_EXERCISE GOAL_
For this exercise, restate the records word for word.

_INFORMATION SUPPLIED_
[Start of Attachment]

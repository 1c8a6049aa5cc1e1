//! Reactive accumulators fed by the frame's fishing events.
//!
//! Money and the fishing timer never reach back into the rig or the ocean;
//! they only fold over what the frame already produced. Presentation reads
//! them after each tick.

use serde::{Deserialize, Serialize};

use super::events::RigAction;

/// Player money
#[derive(Debug, Clone, Copy, Default, Serialize, Deserialize)]
pub struct Money {
    total: u64,
}

impl Money {
    pub fn total(&self) -> u64 {
        self.total
    }

    pub fn deposit(&mut self, amount: u32) {
        self.total += u64::from(amount);
    }
}

/// Seconds spent with a cast in progress
#[derive(Debug, Clone, Copy, Default, Serialize, Deserialize)]
pub struct FishingTimer {
    elapsed: f32,
}

impl FishingTimer {
    pub fn elapsed(&self) -> f32 {
        self.elapsed
    }

    pub fn reset(&mut self) {
        self.elapsed = 0.0;
    }

    /// Accumulate while the rig is doing anything but idling.
    pub fn update(&mut self, action: RigAction, dt: f32) {
        if action != RigAction::Idle {
            self.elapsed += dt;
        }
    }
}

/// The economy bundle the host reads after each frame
#[derive(Debug, Clone, Copy, Default, Serialize, Deserialize)]
pub struct Economy {
    pub money: Money,
    pub timer: FishingTimer,
}

impl Economy {
    /// Fold the frame's outcome in: catch proceeds and active-fishing time.
    pub fn apply(&mut self, action: RigAction, catch_values: &[u32], dt: f32) {
        self.timer.update(action, dt);
        for &value in catch_values {
            self.money.deposit(value);
            log::info!("catch sold for {value}, total {}", self.money.total());
        }
    }
}

#[cfg(test)]
mod tests {
    use super::*;

    #[test]
    fn test_deposits_accumulate() {
        let mut economy = Economy::default();
        economy.apply(RigAction::Idle, &[10, 60], 1.0 / 60.0);
        assert_eq!(economy.money.total(), 70);
    }

    #[test]
    fn test_timer_only_runs_while_fishing() {
        let mut economy = Economy::default();
        economy.apply(RigAction::Idle, &[], 0.5);
        assert_eq!(economy.timer.elapsed(), 0.0);

        economy.apply(RigAction::Casting, &[], 0.5);
        economy.apply(RigAction::Reeling, &[], 0.25);
        assert!((economy.timer.elapsed() - 0.75).abs() < 1e-6);

        economy.timer.reset();
        assert_eq!(economy.timer.elapsed(), 0.0);
    }
}
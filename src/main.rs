//! Reelcast entry point
//!
//! Headless demo driver: runs a scripted minute of fishing against the sim
//! and prints the event log. Useful for smoke-testing balance changes
//! (`reelcast [tuning.json]`) without a renderer attached.

use std::fmt::Write as _;

use reelcast::Tuning;
use reelcast::consts::SIM_DT;
use reelcast::sim::{ButtonTracker, GameEvent, LureKind, RigState, SimState, TickInput, tick};

fn main() {
    env_logger::init();

    let tuning = match std::env::args().nth(1) {
        Some(path) => {
            let json = std::fs::read_to_string(&path).unwrap_or_else(|err| {
                eprintln!("cannot read {path}: {err}");
                std::process::exit(1);
            });
            Tuning::from_json(&json).unwrap_or_else(|err| {
                eprintln!("bad tuning file {path}: {err}");
                std::process::exit(1);
            })
        }
        None => Tuning::default(),
    };

    let mut state = SimState::with_tuning(0xF15C, tuning);
    state.rig.add_lure(LureKind::Small);
    state.rig.add_lure(LureKind::Medium);
    let mut primary = ButtonTracker::new();
    let mut secondary = ButtonTracker::new();

    println!(
        "ocean stocked with {} fish; tackle box: {}",
        state.ocean.fish.len(),
        state
            .rig
            .owned_lures()
            .iter()
            .map(|l| l.name())
            .collect::<Vec<_>>()
            .join(", ")
    );

    // one scripted minute: a couple of casts with the line left to drift,
    // reeling in whenever something is on the hook or the lure sits idle
    for frame in 0u32..3600 {
        let t = frame as f32 * SIM_DT;

        let want_primary = match state.rig.state() {
            // swing up for half a second at the top of each 20 s window
            RigState::Idle => t % 20.0 < 0.5,
            RigState::Swinging { .. } => t % 20.0 < 0.5,
            // let the cast fly, then give the lure ten seconds in the water
            RigState::Casting => false,
            RigState::Reeling { .. } => t % 20.0 > 10.0,
            RigState::Docked { .. } => false,
        };

        // tap the secondary button between casts to try the next lure
        let want_secondary =
            matches!(state.rig.state(), RigState::Idle) && (19.0..19.05).contains(&(t % 20.0));

        let input = TickInput {
            primary: primary.update(want_primary, SIM_DT),
            secondary: secondary.update(want_secondary, SIM_DT),
        };
        tick(&mut state, &input, SIM_DT);

        for event in &state.events {
            println!("[{t:6.2}s] {}", describe(event, &state));
        }

        if matches!(state.rig.state(), RigState::Docked { .. }) {
            state.rig.reset(&mut state.events);
        }
    }

    println!(
        "session over: {} coins earned, {:.1}s spent fishing, {} respawns pending",
        state.economy.money.total(),
        state.economy.timer.elapsed(),
        state.ocean.pending_count()
    );
}

fn describe(event: &GameEvent, state: &SimState) -> String {
    let mut line = String::new();
    match event {
        GameEvent::ActionChanged(action) => {
            let _ = write!(line, "rig -> {action:?}");
        }
        GameEvent::FishHooked(id) => {
            let _ = write!(line, "fish {id} hooked{}", describe_fish(*id, state));
        }
        GameEvent::FishEaten(id) => {
            let _ = write!(line, "fish {id} eaten off the hook");
        }
        GameEvent::FishCaught(id) => {
            let _ = write!(line, "fish {id} caught!");
        }
        GameEvent::LureBroke => {
            let _ = write!(line, "the lure snapped");
        }
        GameEvent::LureChanged(index) => {
            let _ = write!(
                line,
                "lure changed to {}",
                state.rig.owned_lures()[*index].name()
            );
        }
        GameEvent::LureIsland => {
            let _ = write!(line, "the cast landed on the island");
        }
        GameEvent::FishAdded(id) => {
            let _ = write!(line, "fish {id} swims in{}", describe_fish(*id, state));
        }
        GameEvent::FishRemoved(id) => {
            let _ = write!(line, "fish {id} is gone");
        }
    }
    line
}

fn describe_fish(id: u32, state: &SimState) -> String {
    state
        .ocean
        .fish
        .iter()
        .find(|f| f.id == id)
        .map(|f| {
            format!(
                " ({:?} {:?} {:?}, worth {})",
                f.description.size,
                f.description.rarity,
                f.description.modifier,
                f.description.value()
            )
        })
        .unwrap_or_default()
}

[End of Attachment]

_OUTPUT_
repository 1c8a6049aa5cc1e1
//! Reactive accumulators fed by the frame's fishing events.
//!
//! Money and the fishing timer never reach back into the rig or the ocean;
//! they only fold over what the frame already produced. Presentation reads
//! them after each tick.

use serde::{Deserialize, Serialize};

use super::events::RigAction;

/// Player money
#[derive(Debug, Clone, Copy, Default, Serialize, Deserialize)]
pub struct Money {
    total: u64,
}

impl Money {
    pub fn total(&self) -> u64 {
        self.total
    }

    pub fn deposit(&mut self, amount: u32) {
        self.total += u64::from(amount);
    }
}

/// Seconds spent with a cast in progress
#[derive(Debug, Clone, Copy, Default, Serialize, Deserialize)]
pub struct FishingTimer {
    elapsed: f32,
}

impl FishingTimer {
    pub fn elapsed(&self) -> f32 {
        self.elapsed
    }

    pub fn reset(&mut self) {
        self.elapsed = 0.0;
    }

    /// Accumulate while the rig is doing anything but idling.
    pub fn update(&mut self, action: RigAction, dt: f32) {
        if action != RigAction::Idle {
            self.elapsed += dt;
        }
    }
}

/// The economy bundle the host reads after each frame
#[derive(Debug, Clone, Copy, Default, Serialize, Deserialize)]
pub struct Economy {
    pub money: Money,
    pub timer: FishingTimer,
}

impl Economy {
    /// Fold the frame's outcome in: catch proceeds and active-fishing time.
    pub fn apply(&mut self, action: RigAction, catch_values: &[u32], dt: f32) {
        self.timer.update(action, dt);
        for &value in catch_values {
            self.money.deposit(value);
            log::info!("catch sold for {value}, total {}", self.money.total());
        }
    }
}

#[cfg(test)]
mod tests {
    use super::*;

    #[test]
    fn test_deposits_accumulate() {
        let mut economy = Economy::default();
        economy.apply(RigAction::Idle, &[10, 60], 1.0 / 60.0);
        assert_eq!(economy.money.total(), 70);
    }

    #[test]
    fn test_timer_only_runs_while_fishing() {
        let mut economy = Economy::default();
        economy.apply(RigAction::Idle, &[], 0.5);
        assert_eq!(economy.timer.elapsed(), 0.0);

        economy.apply(RigAction::Casting, &[], 0.5);
        economy.apply(RigAction::Reeling, &[], 0.25);
        assert!((economy.timer.elapsed() - 0.75).abs() < 1e-6);

        economy.timer.reset();
        assert_eq!(economy.timer.elapsed(), 0.0);
    }
}
filename src/main.rs
//! Reelcast entry point
//!
//! Headless demo driver: runs a scripted minute of fishing against the sim
//! and prints the event log. Useful for smoke-testing balance changes
//! (`reelcast [tuning.json]`) without a renderer attached.

use std::fmt::Write as _;

use reelcast::Tuning;
use reelcast::consts::SIM_DT;
use reelcast::sim::{ButtonTracker, GameEvent, LureKind, RigState, SimState, TickInput, tick};

fn main() {
    env_logger::init();

    let tuning = match std::env::args().nth(1) {
        Some(path) => {
            let json = std::fs::read_to_string(&path).unwrap_or_else(|err| {
                eprintln!("cannot read {path}: {err}");
                std::process::exit(1);
            });
            Tuning::from_json(&json).unwrap_or_else(|err| {
                eprintln!("bad tuning file {path}: {err}");
                std::process::exit(1);
            })
        }
        None => Tuning::default(),
    };

    let mut state = SimState::with_tuning(0xF15C, tuning);
    state.rig.add_lure(LureKind::Small);
    state.rig.add_lure(LureKind::Medium);
    let mut primary = ButtonTracker::new();
    let mut secondary = ButtonTracker::new();

    println!(
        "ocean stocked with {} fish; tackle box: {}",
        state.ocean.fish.len(),
        state
            .rig
            .owned_lures()
            .iter()
            .map(|l| l.name())
            .collect::<Vec<_>>()
            .join(", ")
    );

    // one scripted minute: a couple of casts with the line left to drift,
    // reeling in whenever something is on the hook or the lure sits idle
    for frame in 0u32..3600 {
        let t = frame as f32 * SIM_DT;

        let want_primary = match state.rig.state() {
            // swing up for half a second at the top of each 20 s window
            RigState::Idle => t % 20.0 < 0.5,
            RigState::Swinging { .. } => t % 20.0 < 0.5,
            // let the cast fly, then give the lure ten seconds in the water
            RigState::Casting => false,
            RigState::Reeling { .. } => t % 20.0 > 10.0,
            RigState::Docked { .. } => false,
        };

        // tap the secondary button between casts to try the next lure
        let want_secondary =
            matches!(state.rig.state(), RigState::Idle) && (19.0..19.05).contains(&(t % 20.0));

        let input = TickInput {
            primary: primary.update(want_primary, SIM_DT),
            secondary: secondary.update(want_secondary, SIM_DT),
        };
        tick(&mut state, &input, SIM_DT);

        for event in &state.events {
            println!("[{t:6.2}s] {}", describe(event, &state));
        }

        if matches!(state.rig.state(), RigState::Docked { .. }) {
            state.rig.reset(&mut state.events);
        }
    }

    println!(
        "session over: {} coins earned, {:.1}s spent fishing, {} respawns pending",
        state.economy.money.total(),
        state.economy.timer.elapsed(),
        state.ocean.pending_count()
    );
}

fn describe(event: &GameEvent, state: &SimState) -> String {
    let mut line = String::new();
    match event {
        GameEvent::ActionChanged(action) => {
            let _ = write!(line, "rig -> {action:?}");
        }
        GameEvent::FishHooked(id) => {
            let _ = write!(line, "fish {id} hooked{}", describe_fish(*id, state));
        }
        GameEvent::FishEaten(id) => {
            let _ = write!(line, "fish {id} eaten off the hook");
        }
        GameEvent::FishCaught(id) => {
            let _ = write!(line, "fish {id} caught!");
        }
        GameEvent::LureBroke => {
            let _ = write!(line, "the lure snapped");
        }
        GameEvent::LureChanged(index) => {
            let _ = write!(
                line,
                "lure changed to {}",
                state.rig.owned_lures()[*index].name()
            );
        }
        GameEvent::LureIsland => {
            let _ = write!(line, "the cast landed on the island");
        }
        GameEvent::FishAdded(id) => {
            let _ = write!(line, "fish {id} swims in{}", describe_fish(*id, state));
        }
        GameEvent::FishRemoved(id) => {
            let _ = write!(line, "fish {id} is gone");
        }
    }
    line
}

fn describe_fish(id: u32, state: &SimState) -> String {
    state
        .ocean
        .fish
        .iter()
        .find(|f| f.id == id)
        .map(|f| {
            format!(
                " ({:?} {:?} {:?}, worth {})",
                f.description.size,
                f.description.rarity,
                f.description.modifier,
                f.description.value()
            )
        })
        .unwrap_or_default()
}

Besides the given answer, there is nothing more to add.